CELEBREZZE, Circuit Judge.

view counter

This cause is before the Court on the petition of Adams Potato Chips, Inc. ["the Company"] to review, and upon the cross-application of the National Labor Relations Board to enforce a Labor Board order requiring the Company to cease and desist from refusing to sign a contract, all substantive terms of which allegedly having been agreed upon, and to cease and desist from refusing to recognize and bargain in good faith with Teamsters and Chauffeurs, Local Union No. 580 ["the Union"]. Relying entirely upon the findings and conclusions of its Trial Examiner, the Board found that by refusing to sign said contract, the Company was in violation of Section 8 (a) (5) and (1) of the Labor-Management Relations Act, 1947, as amended, 29 U.S.C. § 158(a) (1) & (5) (1964). The Board's Decision and Order are reported at 176 NLRB No. 16 (1969). This Court's jurisdiction has properly been invoked under Sections 10(e) and (f) of the Act.


The Labor-Management Relations Act enjoins employers to bargain collectively and in good faith with the bargaining agents of their employees about "wages, hours, and other terms and conditions of employment." It is well established, and not in dispute here, that vacation benefits for employees within the bargaining unit are "wages" within the meaning of the statute, and are, therefore, mandatory subjects of bargaining. Young Manufacturing Company, 143 NLRB 189 (1963); Singer Manufacturing Company, 24 NLRB 444 (1940). Once a company and a union have reached agreement upon all mandatory subjects of bargaining raised by either party, upon request of either, the other must sign it. See, e. g., H. J. Heinz Company v. NLRB, 311 U.S. 514, 525-526, 61 S.Ct. 320, 85 L.Ed. 309 (1941). The Board may not compel an employer, however, to sign a contract to which he has not agreed, for such compulsion would be tantamount to the imposition of unacceptable terms upon him. Just as the Act does not compel agreement, it does not authorize the Board to impose its views of a desirable settlement in such a manner. H. K. Porter Company, Inc. v. NLRB, 397 U.S. 99, 90 S.Ct. 821, 25 L.Ed.2d 146 (U.S. March 2, 1970).

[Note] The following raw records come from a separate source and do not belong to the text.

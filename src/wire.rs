//! aes128gcm record format (RFC 8188 header, RFC 8291 keying)
//!
//! Format:
//!   salt[16] || rs[4, big-endian] || idlen[1] = 0x41 || keyid[65] || ciphertext+tag
//!
//! keyid = uncompressed P-256 point of the application server (sender).
//! A push message is always a single record: plaintext || 0x02, sealed.

use crate::error::RecordError;

/// Salt size.
pub const SALT_BYTES: usize = 16;

/// Record-size field width.
pub const RECORD_SIZE_BYTES: usize = 4;

/// Uncompressed SEC1 P-256 point: 0x04 || x[32] || y[32].
pub const PUBLIC_KEY_BYTES: usize = 65;

/// `idlen` marker: the key id is a 65-byte public key.
pub const KEY_LENGTH_MARKER: u8 = PUBLIC_KEY_BYTES as u8; // 0x41

/// Header: salt + rs + idlen + keyid.
pub const HEADER_BYTES: usize = SALT_BYTES + RECORD_SIZE_BYTES + 1 + PUBLIC_KEY_BYTES; // 86

/// Delimiter appended to the plaintext of the last (and only) record.
pub const PADDING_DELIMITER: u8 = 0x02;

pub const AUTH_SECRET_BYTES: usize = 16;
pub const NONCE_BYTES: usize = 12;
pub const AEAD_TAG_BYTES: usize = 16;
pub const CEK_BYTES: usize = 16;

/// Largest record a push service is required to accept.
pub const MAX_RECORD_BYTES: usize = 4096;

/// Largest plaintext that still fits a single record.
pub const MAX_PLAINTEXT_BYTES: usize = MAX_RECORD_BYTES - HEADER_BYTES - 1 - AEAD_TAG_BYTES; // 3993

/// Total record length for a plaintext of `plaintext_len` bytes.
pub const fn record_len(plaintext_len: usize) -> usize {
    HEADER_BYTES + plaintext_len + 1 + AEAD_TAG_BYTES
}

/// Borrowed view of a record header.
#[derive(Debug, Clone, Copy)]
pub struct RecordHeader<'a> {
    pub salt: &'a [u8; SALT_BYTES],
    pub record_size: u32,
    pub key_length: u8,
    pub sender_public_key: &'a [u8; PUBLIC_KEY_BYTES],
    pub ciphertext: &'a [u8],
}

pub fn decode_header(data: &[u8]) -> Result<RecordHeader<'_>, RecordError> {
    if data.len() < HEADER_BYTES {
        return Err(RecordError::Truncated);
    }

    let rs_start = SALT_BYTES;
    let idlen_at = rs_start + RECORD_SIZE_BYTES;
    let key_start = idlen_at + 1;

    let key_length = data[idlen_at];
    if key_length != KEY_LENGTH_MARKER {
        return Err(RecordError::KeyLength(key_length));
    }

    let salt: &[u8; SALT_BYTES] = data[..rs_start]
        .try_into()
        .map_err(|_| RecordError::Truncated)?;

    let rs: [u8; RECORD_SIZE_BYTES] = data[rs_start..idlen_at]
        .try_into()
        .map_err(|_| RecordError::Truncated)?;

    let sender_public_key: &[u8; PUBLIC_KEY_BYTES] = data[key_start..HEADER_BYTES]
        .try_into()
        .map_err(|_| RecordError::Truncated)?;

    Ok(RecordHeader {
        salt,
        record_size: u32::from_be_bytes(rs),
        key_length,
        sender_public_key,
        ciphertext: &data[HEADER_BYTES..],
    })
}

/// Assemble a record. `sealed` is ciphertext with the tag appended.
pub fn encode_record(
    salt: &[u8; SALT_BYTES],
    sender_public_key: &[u8; PUBLIC_KEY_BYTES],
    sealed: &[u8],
) -> Vec<u8> {
    let total = HEADER_BYTES + sealed.len();
    let mut out = Vec::with_capacity(total);

    out.extend_from_slice(salt);
    out.extend_from_slice(&(total as u32).to_be_bytes());
    out.push(KEY_LENGTH_MARKER);
    out.extend_from_slice(sender_public_key);
    out.extend_from_slice(sealed);

    out
}
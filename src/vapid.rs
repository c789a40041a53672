//! VAPID (RFC 8292): ES256-signed JWT identifying the application server.
//!
//! Header value: `vapid t=<jwt>, k=<base64url uncompressed public key>`
//!
//! The JWT is rebuilt on every call; its audience is the origin of the
//! push endpoint, so a token is never reused across push services.

use std::fmt;

use chrono::{DateTime, Duration, Utc};
use p256::ecdsa::signature::Signer;
use p256::ecdsa::{Signature, SigningKey};
use p256::PublicKey;
use rand_core::OsRng;
use serde::{Deserialize, Serialize};
use url::Url;

use crate::encoding::{decode_key, encode_url_safe};
use crate::error::VapidError;
use crate::wire::PUBLIC_KEY_BYTES;

/// Token lifetime. RFC 8292 caps it at 24 hours.
pub const TOKEN_LIFETIME_HOURS: i64 = 12;

const JWT_HEADER: &str = r#"{"typ":"JWT","alg":"ES256"}"#;

/// JWT claims. `aud` is always a single string, never an array.
#[derive(Debug, Clone, PartialEq, Eq, Serialize, Deserialize)]
pub struct VapidClaims {
    pub aud: String,
    pub exp: i64,
    pub sub: String,
}

// ---------------------------------------------------------------------------
// Signer
// ---------------------------------------------------------------------------

pub struct VapidSigner {
    subject: String,
    public_key: String,
    signing_key: SigningKey,
}

impl VapidSigner {
    /// Validate the subject and keys. Both keys are base64 in any flavour:
    /// the public key an uncompressed P-256 point, the private key a raw
    /// 32-byte scalar. They must belong together.
    pub fn new(public_key: &str, private_key: &str, subject: &str) -> Result<Self, VapidError> {
        if !subject.starts_with("mailto:") && !subject.starts_with("https:") {
            return Err(VapidError::InvalidSubject);
        }

        let public_raw = decode_key(public_key).map_err(|_| VapidError::InvalidPublicKey)?;
        if public_raw.len() != PUBLIC_KEY_BYTES {
            return Err(VapidError::InvalidPublicKey);
        }
        let public =
            PublicKey::from_sec1_bytes(&public_raw).map_err(|_| VapidError::InvalidPublicKey)?;

        let private_raw = zeroize::Zeroizing::new(
            decode_key(private_key).map_err(|_| VapidError::InvalidPrivateKey)?,
        );
        if private_raw.len() != 32 {
            return Err(VapidError::InvalidPrivateKey);
        }
        let signing_key =
            SigningKey::from_slice(&private_raw).map_err(|_| VapidError::InvalidPrivateKey)?;

        if PublicKey::from(signing_key.verifying_key()) != public {
            return Err(VapidError::KeyMismatch);
        }

        Ok(Self {
            subject: subject.to_string(),
            public_key: encode_url_safe(&public_raw),
            signing_key,
        })
    }

    pub fn subject(&self) -> &str {
        &self.subject
    }

    /// Unpadded base64url public key, the `k=` parameter.
    pub fn public_key(&self) -> &str {
        &self.public_key
    }

    /// `Authorization` header value for a request to `endpoint`.
    pub fn header(&self, endpoint: &str) -> Result<String, VapidError> {
        self.header_at(endpoint, Utc::now())
    }

    pub fn header_at(&self, endpoint: &str, now: DateTime<Utc>) -> Result<String, VapidError> {
        let token = self.token_at(endpoint, now)?;
        Ok(format!("vapid t={}, k={}", token, self.public_key))
    }

    /// Signed JWT valid for [`TOKEN_LIFETIME_HOURS`] from `now`.
    pub fn token_at(&self, endpoint: &str, now: DateTime<Utc>) -> Result<String, VapidError> {
        let claims = VapidClaims {
            aud: audience(endpoint)?,
            exp: (now + Duration::hours(TOKEN_LIFETIME_HOURS)).timestamp(),
            sub: self.subject.clone(),
        };
        let claims = serde_json::to_vec(&claims).map_err(|_| VapidError::Claims)?;

        let signing_input = format!(
            "{}.{}",
            encode_url_safe(JWT_HEADER.as_bytes()),
            encode_url_safe(&claims)
        );

        let signature: Signature = self
            .signing_key
            .try_sign(signing_input.as_bytes())
            .map_err(|_| VapidError::Signing)?;

        Ok(format!(
            "{}.{}",
            signing_input,
            encode_url_safe(signature.to_bytes().as_slice())
        ))
    }
}

impl fmt::Debug for VapidSigner {
    fn fmt(&self, f: &mut fmt::Formatter<'_>) -> fmt::Result {
        f.debug_struct("VapidSigner")
            .field("subject", &self.subject)
            .field("public_key", &self.public_key)
            .finish_non_exhaustive()
    }
}

/// `scheme://host[:port]` of the push endpoint.
pub fn audience(endpoint: &str) -> Result<String, VapidError> {
    let url = Url::parse(endpoint).map_err(|e| VapidError::InvalidEndpoint(e.to_string()))?;
    let host = url
        .host_str()
        .ok_or_else(|| VapidError::InvalidEndpoint("missing host".into()))?;

    Ok(match url.port() {
        Some(port) => format!("{}://{}:{}", url.scheme(), host, port),
        None => format!("{}://{}", url.scheme(), host),
    })
}

// ---------------------------------------------------------------------------
// Key generation
// ---------------------------------------------------------------------------

/// A fresh VAPID identity, in the encodings [`VapidSigner::new`] accepts.
#[derive(Clone, Serialize, Deserialize)]
pub struct VapidKeys {
    /// Uncompressed point, unpadded base64url (65 bytes decoded).
    pub public_key: String,
    /// Raw scalar, unpadded base64url (32 bytes decoded).
    pub private_key: String,
}

impl VapidKeys {
    pub fn generate() -> Self {
        let signing_key = SigningKey::random(&mut OsRng);
        let point = signing_key.verifying_key().to_encoded_point(false);

        Self {
            public_key: encode_url_safe(point.as_bytes()),
            private_key: encode_url_safe(signing_key.to_bytes().as_slice()),
        }
    }
}

impl fmt::Debug for VapidKeys {
    fn fmt(&self, f: &mut fmt::Formatter<'_>) -> fmt::Result {
        f.debug_struct("VapidKeys")
            .field("public_key", &self.public_key)
            .finish_non_exhaustive()
    }
}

In the instant case, the union ratified and accepted a contract which included a particular vacation benefit clause. The Company had accepted all terms of the contract with the possible exception of the vacation benefit clause. The sole issue on this appeal is whether there is substantial evidence on the record as a whole to support the Board's finding that the Company had agreed to the vacation clause proffered by the Union. If there is, the Company violated Section 8(a) (1) and (5) of the Act by refusing to sign the agreement. If there is not, the Board erred in compelling the Company to sign.1


The findings, conclusions, and recommended order of the Board's Trial Examiner were subsequently adopted by the Board in toto. The Trial Examiner found that the Union was certified on September 20, 1967 as the exclusive bargaining representative for "[a]ll driver-salesmen employed by the Employer at its Lansing, Michigan, place of business," and that the unit so described was appropriate. Based on undisputed evidence, he found that the parties, prior to the commencement of substantive negotiations, entered into a ratification agreement whereunder they agreed that any contract reached by the negotiators would be subject to ratification by the Company's president, and by vote of the employees in the bargaining unit. The ratification agreement was, apparently, not reduced to writing.2 The parties then proceeded into substantive negotiations. The Union was represented in these negotiations by Lloyd C. McKim. The Company's negotiators were Donald F. Strutz and Eugene Cawvey.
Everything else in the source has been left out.